PNG: Emergency

As I sit in my comfortable home, reflecting on a month of my life that leaves itself almost impossible to summarise in only a handful of words, it is the music playing that takes me back. While away, my travel buddy played on repeat and at maximum volume the new Mumford & Sons album. Babel, both the title of the album and the most moving of the songs, often helped unravel our thoughts and emotions at the end of the day.

Emergency is, the world-over, the over-flow bay for the wards. Patients sit for days waiting to be moved up for surgery or to a medical ward. The Emergency department is also a reflection on both the best and the worst of a place. The horrors of physical injuries and severe infections sit next to outpourings of love and families doing all they can to care for their own. In PNG, amongst the frail and struggling patients were the wails of those who had recently lost someone. Rushing between it all are the nurses, who hold fort in a system where doctors can be hard to find. The Emergency department can be overwhelming for those who understand the system; I can only imagine what it must feel like to watch the chaos unfold around you.

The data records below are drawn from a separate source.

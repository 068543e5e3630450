//! Snapshot model — one cycle's input record of derived metrics.
//!
//! A snapshot is produced upstream (ingestion, clustering, scoring) and
//! handed to the alert engine as an opaque, already-computed input. Its
//! `captured_at` timestamp is the authoritative clock for all temporal
//! logic; nothing downstream samples the wall clock.

use chrono::{DateTime, Utc};
use serde::{Deserialize, Serialize};

/// Qualitative bias label attached to market and news metrics.
#[derive(Debug, Clone, Copy, PartialEq, Eq, Hash, Serialize, Deserialize)]
#[serde(rename_all = "snake_case")]
pub enum Bias {
    Bullish,
    Bearish,
    Neutral,
}

impl std::fmt::Display for Bias {
    fn fmt(&self, f: &mut std::fmt::Formatter<'_>) -> std::fmt::Result {
        match self {
            Bias::Bullish => write!(f, "bullish"),
            Bias::Bearish => write!(f, "bearish"),
            Bias::Neutral => write!(f, "neutral"),
        }
    }
}

/// Aggregate market sentiment reading.
#[derive(Debug, Clone, Serialize, Deserialize)]
pub struct MarketPulse {
    /// Composite score, conventionally 0–100 but not bounded upstream.
    pub score: f64,
    pub bias: Bias,
    /// Confidence percentage (0–100).
    pub confidence: u8,
}

/// A scored news item from the reliability pipeline.
#[derive(Debug, Clone, Serialize, Deserialize)]
pub struct NewsItem {
    /// Stable unique identifier.
    pub id: String,
    pub title: String,
    /// Impact score on a 0–10 scale.
    pub score: f64,
    pub bias: Bias,
    /// Confidence percentage (0–100).
    pub confidence: u8,
}

/// One cycle's derived metrics, immutable per cycle.
#[derive(Debug, Clone, Serialize, Deserialize)]
pub struct Snapshot {
    pub market: MarketPulse,
    /// Ordered news list; order is upstream's, evaluators re-sort.
    #[serde(default)]
    pub news: Vec<NewsItem>,
    /// Signed whale net flow for the cycle.
    pub net_flow: f64,
    /// Cycle timestamp, monotonically non-decreasing across calls.
    pub captured_at: DateTime<Utc>,
}

#[cfg(test)]
mod tests {
    use super::*;

    #[test]
    fn snapshot_round_trips_json() {
        let json = r#"{
            "market": { "score": 72.5, "bias": "bullish", "confidence": 64 },
            "news": [
                { "id": "evt-001", "title": "ETF inflows accelerate", "score": 8.2, "bias": "bullish", "confidence": 80 }
            ],
            "net_flow": -12500.0,
            "captured_at": "2026-03-01T12:00:00Z"
        }"#;

        let snapshot: Snapshot = serde_json::from_str(json).unwrap();
        assert_eq!(snapshot.market.bias, Bias::Bullish);
        assert_eq!(snapshot.news.len(), 1);
        assert_eq!(snapshot.news[0].id, "evt-001");

        let back = serde_json::to_string(&snapshot).unwrap();
        let again: Snapshot = serde_json::from_str(&back).unwrap();
        assert_eq!(again.net_flow, -12500.0);
    }

    #[test]
    fn news_defaults_to_empty() {
        let json = r#"{
            "market": { "score": 50.0, "bias": "neutral", "confidence": 30 },
            "net_flow": 0.0,
            "captured_at": "2026-03-01T12:00:00Z"
        }"#;
        let snapshot: Snapshot = serde_json::from_str(json).unwrap();
        assert!(snapshot.news.is_empty());
    }

    #[test]
    fn parse_shipped_example_snapshot() {
        let raw = include_str!("../../../data/snapshot.json");
        let snapshot: Snapshot = serde_json::from_str(raw).unwrap();
        assert_eq!(snapshot.news.len(), 2);
        assert!(snapshot.net_flow < 0.0);
    }

    #[test]
    fn bias_display_labels() {
        assert_eq!(Bias::Bullish.to_string(), "bullish");
        assert_eq!(Bias::Bearish.to_string(), "bearish");
        assert_eq!(Bias::Neutral.to_string(), "neutral");
    }
}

Emergency was also where we first got to know both POM Gen and Goroka Hospitals. In POM, it was too overwhelming. We knew too little to be helpful at the start. We didn't understand the language; no-one seemed willing to take us under their wing and we couldn't even find the materials necessary to do the most basic things. We ran away to Paediatrics and only came back once we'd picked up skills and an understanding of how things work. In Goroka, we jumped right in.

Port Moresby

At POM Gen, Emergency was in the old Children's Outpatient Clinic. If you used your imagination, you could imagine how it was designed to work. And you could almost imagine small children playing with the box of toys that seems to find its way into paediatric spaces, parents watching over. You could almost imagine doctors popping out of their consulting rooms to call for the next patient. You could almost imagine it, if you had time to pause amongst the rushing bodies, the demand for your attention and the new cases that seemed to stream through the triage desk.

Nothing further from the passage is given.